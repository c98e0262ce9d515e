use std::sync::{Arc, OnceLock};

use futures::future::BoxFuture;
use regex::Regex;
use tracing::{debug, error};

use goalflow_core::error::Result;
use goalflow_core::traits::{ModelWriter, ToolHandler};
use goalflow_core::types::{RunContext, ToolOutput};

pub const DEFAULT_MODEL_NAME: &str = "generated_model";

/// Turns `context.sql` (or the goal) into a dbt model file.
pub struct Sql2DbtHandler {
    writer: Arc<dyn ModelWriter>,
}

impl Sql2DbtHandler {
    pub fn new(writer: Arc<dyn ModelWriter>) -> Self {
        Self { writer }
    }
}

fn non_word_re() -> &'static Regex {
    static RE: OnceLock<Regex> = OnceLock::new();
    RE.get_or_init(|| Regex::new(r"[^a-z0-9_]+").expect("static regex is valid"))
}

fn underscores_re() -> &'static Regex {
    static RE: OnceLock<Regex> = OnceLock::new();
    RE.get_or_init(|| Regex::new(r"_+").expect("static regex is valid"))
}

/// Reduce a requested name to a safe dbt model identifier.
pub fn sanitize_model_name(name: &str) -> String {
    let lowered = name.trim().to_lowercase();
    let replaced = non_word_re().replace_all(&lowered, "_");
    let collapsed = underscores_re().replace_all(&replaced, "_");
    let trimmed = collapsed.trim_matches('_');
    if trimmed.is_empty() {
        DEFAULT_MODEL_NAME.to_string()
    } else {
        trimmed.to_string()
    }
}

/// Render the model file body.
pub fn render_model(sql: &str, model_name: &str) -> String {
    format!(
        "{{{{ config(materialized='view') }}}}\n\
         -- Auto-generated model: {}\n\
         -- NOTE: Review tests & documentation.\n\
         \n\
         {}\n",
        model_name,
        sql.trim()
    )
}

impl ToolHandler for Sql2DbtHandler {
    fn name(&self) -> &str {
        "sql2dbt"
    }

    fn handle<'a>(
        &'a self,
        goal: &'a str,
        context: &'a RunContext,
    ) -> BoxFuture<'a, Result<ToolOutput>> {
        Box::pin(async move {
            let sql = context.sql.as_deref().unwrap_or(goal);
            let model_name =
                sanitize_model_name(context.model_name.as_deref().unwrap_or(DEFAULT_MODEL_NAME));

            let content = render_model(sql, &model_name);
            let path = self
                .writer
                .persist(&content, &format!("{}.sql", model_name))
                .await
                .map_err(|e| {
                    error!(model = %model_name, error = %e, "Failed to persist dbt model");
                    e
                })?;
            debug!(model = %model_name, path = %path.display(), "dbt model written");

            Ok(ToolOutput::Model {
                path: path.display().to_string(),
                model_name,
                model_content: sql.trim().to_string(),
            })
        })
    }
}
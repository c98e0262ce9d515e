use serde::Serialize;
use tracing::{info, warn};

use goalflow_core::types::{RunContext, ToolKind, ToolOutput};
use goalflow_tools::HandlerRegistry;

/// Outcome of one offline evaluation case.
#[derive(Debug, Clone, Serialize)]
pub struct EvalCase {
    pub tool: ToolKind,
    pub goal: String,
    pub passed: bool,
    #[serde(skip_serializing_if = "Option::is_none")]
    pub output: Option<ToolOutput>,
    #[serde(skip_serializing_if = "Option::is_none")]
    pub error: Option<String>,
}

/// Fixed smoke cases, one per handler.
pub fn eval_cases() -> Vec<(ToolKind, &'static str, RunContext)> {
    vec![
        (
            ToolKind::Calc,
            "2 + 3 * 5",
            RunContext::new().with_expression("2 + 3 * 5"),
        ),
        (
            ToolKind::Search,
            "LangGraph cyclic workflows",
            RunContext::new().with_query("LangGraph cyclic workflows"),
        ),
        (
            ToolKind::Sql2Dbt,
            "SELECT 1 AS col",
            RunContext::new()
                .with_sql("SELECT 1 AS col")
                .with_model_name("sample_model"),
        ),
    ]
}

/// Run every handler once, directly, bypassing the step graph.
pub async fn offline_evaluate(registry: &HandlerRegistry) -> Vec<EvalCase> {
    let mut report = Vec::new();
    for (tool, goal, context) in eval_cases() {
        let case = match registry.execute(tool.name(), goal, &context).await {
            Ok(output) => {
                info!(tool = %tool, "Eval case passed");
                EvalCase {
                    tool,
                    goal: goal.to_string(),
                    passed: output.has_content(),
                    output: Some(output),
                    error: None,
                }
            }
            Err(e) => {
                warn!(tool = %tool, error = %e, "Eval case failed");
                EvalCase {
                    tool,
                    goal: goal.to_string(),
                    passed: false,
                    output: None,
                    error: Some(e.to_string()),
                }
            }
        };
        report.push(case);
    }
    report
}
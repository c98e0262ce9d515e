use std::collections::HashMap;
use std::sync::Arc;
use std::time::Instant;

use tracing::{debug, error, info};

use super::interceptor::StepInterceptor;
use super::step::Step;
use super::transition::{Target, Transition};
use crate::state::{ErrorKind, RunState};

/// Structural faults found while building a graph.
#[derive(Debug, thiserror::Error, PartialEq, Eq)]
pub enum GraphError {
    #[error("no entry step set")]
    MissingEntry,

    #[error("entry step '{0}' is not in the graph")]
    UnknownEntry(String),

    #[error("step '{0}' registered twice")]
    DuplicateStep(String),

    #[error("step '{0}' has no transition")]
    MissingTransition(String),

    #[error("transition declared for unknown step '{0}'")]
    OrphanTransition(String),

    #[error("step '{from}' can transition to unknown step '{to}'")]
    UnknownTarget { from: String, to: String },
}

/// Collects steps and transitions, then validates them into a [`StepGraph`].
#[derive(Default)]
pub struct GraphBuilder {
    steps: Vec<Arc<dyn Step>>,
    transitions: Vec<(String, Transition)>,
    entry: Option<String>,
}

impl GraphBuilder {
    pub fn new() -> Self {
        Self::default()
    }

    pub fn step(mut self, step: Arc<dyn Step>) -> Self {
        self.steps.push(step);
        self
    }

    pub fn transition(mut self, from: impl Into<String>, transition: Transition) -> Self {
        self.transitions.push((from.into(), transition));
        self
    }

    pub fn entry(mut self, name: impl Into<String>) -> Self {
        self.entry = Some(name.into());
        self
    }

    pub fn build(self) -> Result<StepGraph, GraphError> {
        let entry = self.entry.ok_or(GraphError::MissingEntry)?;

        let mut steps: HashMap<String, Arc<dyn Step>> = HashMap::new();
        for step in self.steps {
            let name = step.name().to_string();
            if steps.insert(name.clone(), step).is_some() {
                return Err(GraphError::DuplicateStep(name));
            }
        }
        if !steps.contains_key(&entry) {
            return Err(GraphError::UnknownEntry(entry));
        }

        let mut transitions: HashMap<String, Transition> = HashMap::new();
        for (from, transition) in self.transitions {
            if !steps.contains_key(&from) {
                return Err(GraphError::OrphanTransition(from));
            }
            for target in transition.targets() {
                if let Target::Step(to) = target {
                    if !steps.contains_key(to) {
                        return Err(GraphError::UnknownTarget {
                            from: from.clone(),
                            to: to.clone(),
                        });
                    }
                }
            }
            transitions.insert(from, transition);
        }

        let mut names: Vec<&String> = steps.keys().collect();
        names.sort();
        if let Some(missing) = names.into_iter().find(|n| !transitions.contains_key(*n)) {
            return Err(GraphError::MissingTransition(missing.clone()));
        }

        Ok(StepGraph {
            steps,
            transitions,
            entry,
        })
    }
}

/// A validated step graph.
pub struct StepGraph {
    steps: HashMap<String, Arc<dyn Step>>,
    transitions: HashMap<String, Transition>,
    entry: String,
}

impl StepGraph {
    pub fn builder() -> GraphBuilder {
        GraphBuilder::new()
    }

    pub fn entry(&self) -> &str {
        &self.entry
    }

    /// Ceiling on step executions for a run with the given attempt bound.
    ///
    /// Each attempt can visit every step at most once, plus one pass for the
    /// steps ahead of the loop.
    pub fn step_ceiling(&self, max_attempts: u32) -> usize {
        self.steps.len() * (max_attempts as usize + 1)
    }

    /// Walk the graph from the entry step until a transition answers `Done`.
    ///
    /// Never fails. A run that exceeds the step ceiling, or reaches a step
    /// the graph does not know, gets a `Graph` error recorded and stops.
    /// Returns step names in the order they ran.
    pub async fn execute(
        &self,
        state: &mut RunState,
        interceptors: &[Arc<dyn StepInterceptor>],
    ) -> Vec<String> {
        let start = Instant::now();
        let ceiling = self.step_ceiling(state.max_attempts());
        let mut visited: Vec<String> = Vec::new();
        let mut current = self.entry.clone();

        for i in interceptors {
            i.run_started(state);
        }

        loop {
            if visited.len() >= ceiling {
                error!(run_id = state.run_id(), ceiling, "Step ceiling reached, stopping run");
                state.push_error(
                    ErrorKind::Graph,
                    format!("Step ceiling of {} reached", ceiling),
                );
                break;
            }

            let (Some(step), Some(transition)) =
                (self.steps.get(&current), self.transitions.get(&current))
            else {
                error!(run_id = state.run_id(), step = %current, "Step not found in graph");
                state.push_error(ErrorKind::Graph, format!("Unknown step: {}", current));
                break;
            };

            for i in interceptors {
                i.before(&current, state);
            }
            let step_start = Instant::now();
            step.run(state).await;
            let elapsed = step_start.elapsed();
            for i in interceptors {
                i.after(&current, state, elapsed);
            }
            visited.push(current.clone());

            match transition.next(state) {
                Target::Done => {
                    debug!(run_id = state.run_id(), step = %current, "Reached terminal transition");
                    break;
                }
                Target::Step(next) => current = next.clone(),
            }
        }

        info!(
            run_id = state.run_id(),
            steps = visited.len(),
            elapsed_ms = start.elapsed().as_millis() as u64,
            "Graph execution complete"
        );

        for i in interceptors {
            i.run_finished(state);
        }
        visited
    }
}
use std::sync::Arc;

use futures::future::BoxFuture;
use tracing::{debug, warn};

use goalflow_core::traits::Generator;
use goalflow_core::types::ToolKind;
use goalflow_tools::expr::extract_expression;

use super::{prompts, INTERPRET};
use crate::graph::Step;
use crate::state::{ErrorKind, RunState};

/// Pulls the arithmetic expression out of an arithmetic goal.
///
/// With a generator configured the model does the extraction at temperature
/// zero. Without one, a seeded `context.expression` is kept as is and
/// otherwise the goal is scanned for numbers and operators.
pub struct InterpretStep {
    generator: Option<Arc<dyn Generator>>,
}

impl InterpretStep {
    pub fn new(generator: Option<Arc<dyn Generator>>) -> Self {
        Self { generator }
    }
}

impl Step for InterpretStep {
    fn name(&self) -> &str {
        INTERPRET
    }

    fn run<'a>(&'a self, state: &'a mut RunState) -> BoxFuture<'a, ()> {
        Box::pin(async move {
            if state.selected_tool != Some(ToolKind::Calc) {
                return;
            }

            match &self.generator {
                Some(generator) => {
                    let prompt = prompts::extract_expression(state.goal());
                    match generator
                        .generate(prompts::MATH_PARSER_SYSTEM, &prompt, 0.0)
                        .await
                    {
                        Ok(text) if !text.trim().is_empty() => {
                            debug!(expression = %text.trim(), "Generator extracted expression");
                            state.context.expression = Some(text.trim().to_string());
                        }
                        Ok(_) => {
                            state.push_error(
                                ErrorKind::Extraction,
                                "LLM interpretation failed: empty expression",
                            );
                        }
                        Err(e) => {
                            warn!(error = %e, "Expression extraction failed");
                            state.push_error(
                                ErrorKind::Extraction,
                                format!("LLM interpretation failed: {}", e),
                            );
                        }
                    }
                }
                None => {
                    if state.context.expression.is_some() {
                        return;
                    }
                    match extract_expression(state.goal()) {
                        Some(expression) => state.context.expression = Some(expression),
                        None => state.push_error(
                            ErrorKind::Extraction,
                            "No arithmetic expression found in goal",
                        ),
                    }
                }
            }
        })
    }
}

#[cfg(test)]
mod tests {
    use super::*;
    use goalflow_core::types::RunContext;
    use goalflow_test_utils::ScriptedGenerator;

    fn calc_state(goal: &str) -> RunState {
        let mut state = RunState::new(goal, 3);
        state.selected_tool = Some(ToolKind::Calc);
        state
    }

    #[tokio::test]
    async fn local_extraction_without_generator() {
        let mut state = calc_state("what is 12 * (3 + 4) please");
        InterpretStep::new(None).run(&mut state).await;
        assert_eq!(state.context.expression.as_deref(), Some("12 * ( 3 + 4 )"));
        assert!(state.errors().is_empty());
    }

    #[tokio::test]
    async fn seeded_expression_is_kept() {
        let mut state = calc_state("calc").with_context(RunContext::new().with_expression("2+*"));
        InterpretStep::new(None).run(&mut state).await;
        assert_eq!(state.context.expression.as_deref(), Some("2+*"));
    }

    #[tokio::test]
    async fn nothing_to_extract_is_an_error() {
        let mut state = calc_state("calculate my happiness");
        InterpretStep::new(None).run(&mut state).await;
        assert_eq!(state.errors()[0].kind, ErrorKind::Extraction);
    }

    #[tokio::test]
    async fn generator_extraction_uses_zero_temperature() {
        let generator = Arc::new(ScriptedGenerator::always("  7*6 \n"));
        let mut state = calc_state("compute seven times six");
        InterpretStep::new(Some(generator.clone())).run(&mut state).await;

        assert_eq!(state.context.expression.as_deref(), Some("7*6"));
        let calls = generator.calls();
        assert_eq!(calls.len(), 1);
        assert_eq!(calls[0].temperature, 0.0);
        assert_eq!(calls[0].system_prompt, prompts::MATH_PARSER_SYSTEM);
        assert!(calls[0].user_prompt.contains("compute seven times six"));
    }

    #[tokio::test]
    async fn generator_failure_records_extraction_error() {
        let generator = Arc::new(ScriptedGenerator::failing("offline"));
        let mut state = calc_state("compute 1+1");
        InterpretStep::new(Some(generator)).run(&mut state).await;

        assert!(state.context.expression.is_none());
        assert_eq!(state.errors().len(), 1);
        assert_eq!(state.errors()[0].kind, ErrorKind::Extraction);
        assert!(state.errors()[0].message.starts_with("LLM interpretation failed"));
    }

    #[tokio::test]
    async fn other_tools_are_untouched() {
        let generator = Arc::new(ScriptedGenerator::always("1+1"));
        let mut state = RunState::new("find things", 3);
        state.selected_tool = Some(ToolKind::Search);
        InterpretStep::new(Some(generator.clone())).run(&mut state).await;
        assert!(state.context.expression.is_none());
        assert!(generator.calls().is_empty());
    }
}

§

* THE TASK *
Filter the entries by the string "every" and copy each matching line.

* ANSWER SPACE *
/// Run every handler once, directly, bypassing the step graph.
    /// Each attempt can visit every step at most once, plus one pass for the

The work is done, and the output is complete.